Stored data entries

---+---

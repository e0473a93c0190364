use chrono::{ NaiveDate, NaiveDateTime };
use serde::{ Deserialize, Deserializer };
use serde_json::Value;

use super::chat::parse_timestamp;

/// One row of `GET /detalleventa/listar`.
#[derive(Clone, Debug, Default, PartialEq, Deserialize)]
pub struct SaleDetail {
    #[serde(default)]
    pub id: Option<i64>,
    #[serde(default, deserialize_with = "text_or_number")]
    pub cod_pro: Option<String>,
    #[serde(default, deserialize_with = "text_or_number")]
    pub nompro: Option<String>,
    #[serde(default, deserialize_with = "text_or_number")]
    pub cantidad: Option<String>,
    #[serde(default, deserialize_with = "text_or_number")]
    pub precio: Option<String>,
    #[serde(rename = "satisfactionScore", default, deserialize_with = "text_or_number")]
    pub satisfaction_score: Option<String>,
    #[serde(default, deserialize_with = "text_or_number")]
    pub fecha: Option<String>,
}

/// Keeps strings as-is and numbers in their JSON spelling; anything else is absent.
fn text_or_number<'de, D>(deserializer: D) -> Result<Option<String>, D::Error>
    where D: Deserializer<'de>
{
    Ok(match Value::deserialize(deserializer)? {
        Value::String(s) => Some(s),
        Value::Number(n) => Some(n.to_string()),
        _ => None,
    })
}

impl SaleDetail {
    /// Sort key; rows without a readable date compare lowest.
    pub fn sold_at(&self) -> Option<NaiveDateTime> {
        let raw = self.fecha.as_deref()?.trim();
        parse_timestamp(raw).or_else(|| {
            NaiveDate::parse_from_str(raw, "%Y-%m-%d")
                .ok()
                .and_then(|d| d.and_hms_opt(0, 0, 0))
        })
    }

    /// Substring match over product code, name, quantity, satisfaction score
    /// and price, ignoring the fields' case. `needle` is expected lowercased.
    pub fn matches(&self, needle: &str) -> bool {
        [&self.cod_pro, &self.nompro, &self.cantidad, &self.satisfaction_score, &self.precio]
            .into_iter()
            .flatten()
            .any(|field| field.to_lowercase().contains(needle))
    }
}
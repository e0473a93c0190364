use chrono::{ DateTime, Local, NaiveDateTime };
use serde::{ Deserialize, Deserializer, Serialize };

pub const GREETING: &str = "👋 ¡Hola! Soy tu asistente IA. ¿En qué puedo ayudarte hoy?";
pub const EMPTY_REPLY: &str = "🤖 Sin respuesta del servidor.";

/// Role label the backend uses for turns written by the user.
const USER_ROLE: &str = "USUARIO";

#[derive(Clone, Copy, Debug, PartialEq, Eq, Serialize, Deserialize)]
#[serde(rename_all = "lowercase")]
pub enum Sender {
    User,
    Bot,
}

impl Sender {
    pub fn from_role(role: &str) -> Self {
        if role == USER_ROLE { Sender::User } else { Sender::Bot }
    }
}

#[derive(Clone, Debug, PartialEq, Eq, Serialize, Deserialize)]
pub struct ChatMessage {
    pub sender: Sender,
    pub text: String,
}

impl ChatMessage {
    pub fn user(text: impl Into<String>) -> Self {
        Self { sender: Sender::User, text: text.into() }
    }

    pub fn bot(text: impl Into<String>) -> Self {
        Self { sender: Sender::Bot, text: text.into() }
    }

    pub fn greeting() -> Self {
        Self::bot(GREETING)
    }

    pub fn is_greeting(&self) -> bool {
        self.sender == Sender::Bot && self.text == GREETING
    }
}

/// The message pane shown when no conversation is active.
pub fn greeting_pane() -> Vec<ChatMessage> {
    vec![ChatMessage::greeting()]
}

#[derive(Clone, Debug, PartialEq, Eq, Serialize, Deserialize)]
pub struct ConversationSummary {
    pub id: i64,
    #[serde(rename = "titulo", default)]
    pub title: String,
    #[serde(rename = "actualizadaEn", default, deserialize_with = "lenient_timestamp")]
    pub updated_at: Option<NaiveDateTime>,
}

impl ConversationSummary {
    pub fn display_title(&self) -> String {
        if self.title.trim().is_empty() {
            format!("Conversación {}", self.id)
        } else {
            self.title.clone()
        }
    }
}

/// Accepts RFC 3339 timestamps (converted to local time) as well as the
/// zone-less ISO local date-times the backend emits. Unknown shapes decode
/// as `None` so one bad row never sinks the whole list.
fn lenient_timestamp<'de, D>(deserializer: D) -> Result<Option<NaiveDateTime>, D::Error>
    where D: Deserializer<'de>
{
    let raw = serde_json::Value::deserialize(deserializer)?;
    Ok(raw.as_str().and_then(parse_timestamp))
}

pub fn parse_timestamp(raw: &str) -> Option<NaiveDateTime> {
    let raw = raw.trim();
    if let Ok(dt) = DateTime::parse_from_rfc3339(raw) {
        return Some(dt.with_timezone(&Local).naive_local());
    }
    NaiveDateTime::parse_from_str(raw, "%Y-%m-%dT%H:%M:%S%.f").ok()
}

/// One row of `GET /conversations/{id}/messages`.
#[derive(Clone, Debug, Deserialize)]
pub struct StoredTurn {
    pub rol: String,
    #[serde(default)]
    pub contenido: String,
}

impl From<StoredTurn> for ChatMessage {
    fn from(turn: StoredTurn) -> Self {
        ChatMessage {
            sender: Sender::from_role(&turn.rol),
            text: turn.contenido,
        }
    }
}

#[derive(Clone, Debug, Serialize)]
#[serde(rename_all = "camelCase")]
pub struct SendRequest {
    pub usuario_id: String,
    pub conversacion_id: Option<i64>,
    pub mensaje: String,
}

#[derive(Clone, Debug, Default, Deserialize)]
#[serde(rename_all = "camelCase")]
pub struct SendResponse {
    #[serde(default)]
    pub respuesta: Option<String>,
    #[serde(default)]
    pub conversacion_id: Option<i64>,
}

impl SendResponse {
    pub fn reply_text(&self) -> String {
        match self.respuesta.as_deref() {
            Some(text) if !text.is_empty() => text.to_string(),
            _ => EMPTY_REPLY.to_string(),
        }
    }
}
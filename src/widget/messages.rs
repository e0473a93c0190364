use log::{ debug, error, info };

use super::{ ChatWidget, BUSY_NOTICE, SEND_FAILED_NOTICE };
use crate::events::WidgetEvent;
use crate::models::chat::{ ChatMessage, SendRequest };
use crate::notice::Severity;
use crate::storage::save_conversation_id;

#[derive(Clone, Copy, Debug, PartialEq, Eq)]
pub enum FailureKind {
    RateLimited,
    Other,
}

#[derive(Clone, Debug, PartialEq, Eq)]
pub enum SendOutcome {
    /// Blank text, or another send still in flight.
    Skipped,
    Delivered {
        conversation_id: Option<i64>,
    },
    Failed(FailureKind),
}

impl ChatWidget {
    pub async fn send_draft(&self) -> SendOutcome {
        let draft = self.lock_state().draft.clone();
        self.send_message(&draft).await
    }

    pub async fn send_message(&self, text: &str) -> SendOutcome {
        if text.trim().is_empty() {
            return SendOutcome::Skipped;
        }

        let conversation_id = {
            let mut state = self.lock_state();
            if state.busy {
                debug!("Send ignored: another message is in flight");
                return SendOutcome::Skipped;
            }
            state.busy = true;
            state.messages.push(ChatMessage::user(text));
            state.active_conversation
        };
        self.publish_all(vec![WidgetEvent::MessagesChanged, WidgetEvent::BusyChanged(true)]);

        let request = SendRequest {
            usuario_id: self.config.user_id.clone(),
            conversacion_id: conversation_id,
            mensaje: text.to_string(),
        };

        let outcome = match self.transport.send(&request).await {
            Ok(response) => {
                let reply = response.reply_text();
                let adopted = response.conversacion_id;
                {
                    let mut state = self.lock_state();
                    state.messages.push(ChatMessage::bot(reply));
                    if adopted.is_some() {
                        state.active_conversation = adopted;
                    }
                }
                let mut events = vec![WidgetEvent::MessagesChanged];
                if let Some(id) = adopted {
                    save_conversation_id(self.store.as_ref(), id);
                    if conversation_id != Some(id) {
                        info!("Now in conversation {}", id);
                        events.push(WidgetEvent::ActiveConversationChanged(Some(id)));
                    }
                }
                self.publish_all(events);
                SendOutcome::Delivered { conversation_id: adopted.or(conversation_id) }
            }
            Err(e) => {
                error!("Send failed: {}", e);
                let kind = if self.config.rate_limit.is_rate_limited(&e) {
                    self.notify(BUSY_NOTICE, Severity::Warning, None);
                    FailureKind::RateLimited
                } else {
                    self.notify(SEND_FAILED_NOTICE, Severity::Danger, None);
                    FailureKind::Other
                };
                SendOutcome::Failed(kind)
            }
        };

        {
            let mut state = self.lock_state();
            state.busy = false;
            state.draft.clear();
        }
        self.publish_all(vec![WidgetEvent::BusyChanged(false), WidgetEvent::DraftChanged]);

        if matches!(outcome, SendOutcome::Delivered { .. }) {
            // Titles and ordering come from the backend.
            self.refresh_conversations().await;
        }
        outcome
    }
}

---+---

From the records above, pull every line that carries the word "fecha".

(RESPONSE BOX):
    pub fecha: Option<String>,
        let raw = self.fecha.as_deref()?.trim();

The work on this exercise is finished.